[Opening Record excerpts section]
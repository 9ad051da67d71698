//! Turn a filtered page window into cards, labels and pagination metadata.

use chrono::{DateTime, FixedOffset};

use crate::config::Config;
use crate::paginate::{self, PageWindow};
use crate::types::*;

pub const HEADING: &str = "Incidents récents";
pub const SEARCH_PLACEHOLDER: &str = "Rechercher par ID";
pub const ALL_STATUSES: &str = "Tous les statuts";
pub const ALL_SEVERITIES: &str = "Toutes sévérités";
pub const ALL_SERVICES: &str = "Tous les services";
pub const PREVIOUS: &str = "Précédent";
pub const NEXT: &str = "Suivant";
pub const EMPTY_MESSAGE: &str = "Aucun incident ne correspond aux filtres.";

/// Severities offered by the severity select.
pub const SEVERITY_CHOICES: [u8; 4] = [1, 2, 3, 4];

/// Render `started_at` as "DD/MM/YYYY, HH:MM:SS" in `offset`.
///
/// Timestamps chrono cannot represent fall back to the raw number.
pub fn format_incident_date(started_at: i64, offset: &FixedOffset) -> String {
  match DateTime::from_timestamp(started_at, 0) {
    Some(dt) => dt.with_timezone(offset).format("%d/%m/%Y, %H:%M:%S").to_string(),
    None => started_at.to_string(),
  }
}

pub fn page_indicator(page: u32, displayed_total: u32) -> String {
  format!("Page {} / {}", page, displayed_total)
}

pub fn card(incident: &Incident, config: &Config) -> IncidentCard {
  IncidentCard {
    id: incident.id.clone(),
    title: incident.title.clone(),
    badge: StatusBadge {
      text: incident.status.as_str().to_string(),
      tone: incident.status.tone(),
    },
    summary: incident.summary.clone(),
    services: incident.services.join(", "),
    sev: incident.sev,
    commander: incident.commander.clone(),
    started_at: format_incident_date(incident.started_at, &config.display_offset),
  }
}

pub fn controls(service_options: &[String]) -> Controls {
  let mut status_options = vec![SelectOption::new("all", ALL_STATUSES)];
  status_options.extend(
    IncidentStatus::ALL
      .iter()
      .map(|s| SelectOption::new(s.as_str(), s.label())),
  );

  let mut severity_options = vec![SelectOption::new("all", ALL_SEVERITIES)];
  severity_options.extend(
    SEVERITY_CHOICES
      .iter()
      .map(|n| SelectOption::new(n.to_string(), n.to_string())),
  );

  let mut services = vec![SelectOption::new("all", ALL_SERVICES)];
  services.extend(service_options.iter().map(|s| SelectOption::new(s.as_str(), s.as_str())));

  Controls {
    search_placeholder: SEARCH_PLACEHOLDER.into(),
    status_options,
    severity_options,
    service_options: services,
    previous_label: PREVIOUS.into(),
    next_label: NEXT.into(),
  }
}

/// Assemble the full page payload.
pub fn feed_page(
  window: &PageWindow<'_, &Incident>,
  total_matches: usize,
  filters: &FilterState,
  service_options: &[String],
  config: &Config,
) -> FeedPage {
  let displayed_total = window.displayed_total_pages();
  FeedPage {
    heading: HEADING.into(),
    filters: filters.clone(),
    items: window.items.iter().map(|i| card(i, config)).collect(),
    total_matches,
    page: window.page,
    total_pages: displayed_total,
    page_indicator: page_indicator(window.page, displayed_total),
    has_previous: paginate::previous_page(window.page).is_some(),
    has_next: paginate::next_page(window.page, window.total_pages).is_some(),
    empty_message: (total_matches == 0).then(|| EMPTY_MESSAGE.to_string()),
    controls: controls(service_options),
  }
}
[Closing Record excerpts section]
◆ **Requirement**
The material must be repeated in full, with every line exact.

◆ **Solution to this exercise**
repository 9ad051da67d71698
//! Turn a filtered page window into cards, labels and pagination metadata.

use chrono::{DateTime, FixedOffset};

use crate::config::Config;
use crate::paginate::{self, PageWindow};
use crate::types::*;

pub const HEADING: &str = "Incidents récents";
pub const SEARCH_PLACEHOLDER: &str = "Rechercher par ID";
pub const ALL_STATUSES: &str = "Tous les statuts";
pub const ALL_SEVERITIES: &str = "Toutes sévérités";
pub const ALL_SERVICES: &str = "Tous les services";
pub const PREVIOUS: &str = "Précédent";
pub const NEXT: &str = "Suivant";
pub const EMPTY_MESSAGE: &str = "Aucun incident ne correspond aux filtres.";

/// Severities offered by the severity select.
pub const SEVERITY_CHOICES: [u8; 4] = [1, 2, 3, 4];

/// Render `started_at` as "DD/MM/YYYY, HH:MM:SS" in `offset`.
///
/// Timestamps chrono cannot represent fall back to the raw number.
pub fn format_incident_date(started_at: i64, offset: &FixedOffset) -> String {
  match DateTime::from_timestamp(started_at, 0) {
    Some(dt) => dt.with_timezone(offset).format("%d/%m/%Y, %H:%M:%S").to_string(),
    None => started_at.to_string(),
  }
}

pub fn page_indicator(page: u32, displayed_total: u32) -> String {
  format!("Page {} / {}", page, displayed_total)
}

pub fn card(incident: &Incident, config: &Config) -> IncidentCard {
  IncidentCard {
    id: incident.id.clone(),
    title: incident.title.clone(),
    badge: StatusBadge {
      text: incident.status.as_str().to_string(),
      tone: incident.status.tone(),
    },
    summary: incident.summary.clone(),
    services: incident.services.join(", "),
    sev: incident.sev,
    commander: incident.commander.clone(),
    started_at: format_incident_date(incident.started_at, &config.display_offset),
  }
}

pub fn controls(service_options: &[String]) -> Controls {
  let mut status_options = vec![SelectOption::new("all", ALL_STATUSES)];
  status_options.extend(
    IncidentStatus::ALL
      .iter()
      .map(|s| SelectOption::new(s.as_str(), s.label())),
  );

  let mut severity_options = vec![SelectOption::new("all", ALL_SEVERITIES)];
  severity_options.extend(
    SEVERITY_CHOICES
      .iter()
      .map(|n| SelectOption::new(n.to_string(), n.to_string())),
  );

  let mut services = vec![SelectOption::new("all", ALL_SERVICES)];
  services.extend(service_options.iter().map(|s| SelectOption::new(s.as_str(), s.as_str())));

  Controls {
    search_placeholder: SEARCH_PLACEHOLDER.into(),
    status_options,
    severity_options,
    service_options: services,
    previous_label: PREVIOUS.into(),
    next_label: NEXT.into(),
  }
}

/// Assemble the full page payload.
pub fn feed_page(
  window: &PageWindow<'_, &Incident>,
  total_matches: usize,
  filters: &FilterState,
  service_options: &[String],
  config: &Config,
) -> FeedPage {
  let displayed_total = window.displayed_total_pages();
  FeedPage {
    heading: HEADING.into(),
    filters: filters.clone(),
    items: window.items.iter().map(|i| card(i, config)).collect(),
    total_matches,
    page: window.page,
    total_pages: displayed_total,
    page_indicator: page_indicator(window.page, displayed_total),
    has_previous: paginate::previous_page(window.page).is_some(),
    has_next: paginate::next_page(window.page, window.total_pages).is_some(),
    empty_message: (total_matches == 0).then(|| EMPTY_MESSAGE.to_string()),
    controls: controls(service_options),
  }
}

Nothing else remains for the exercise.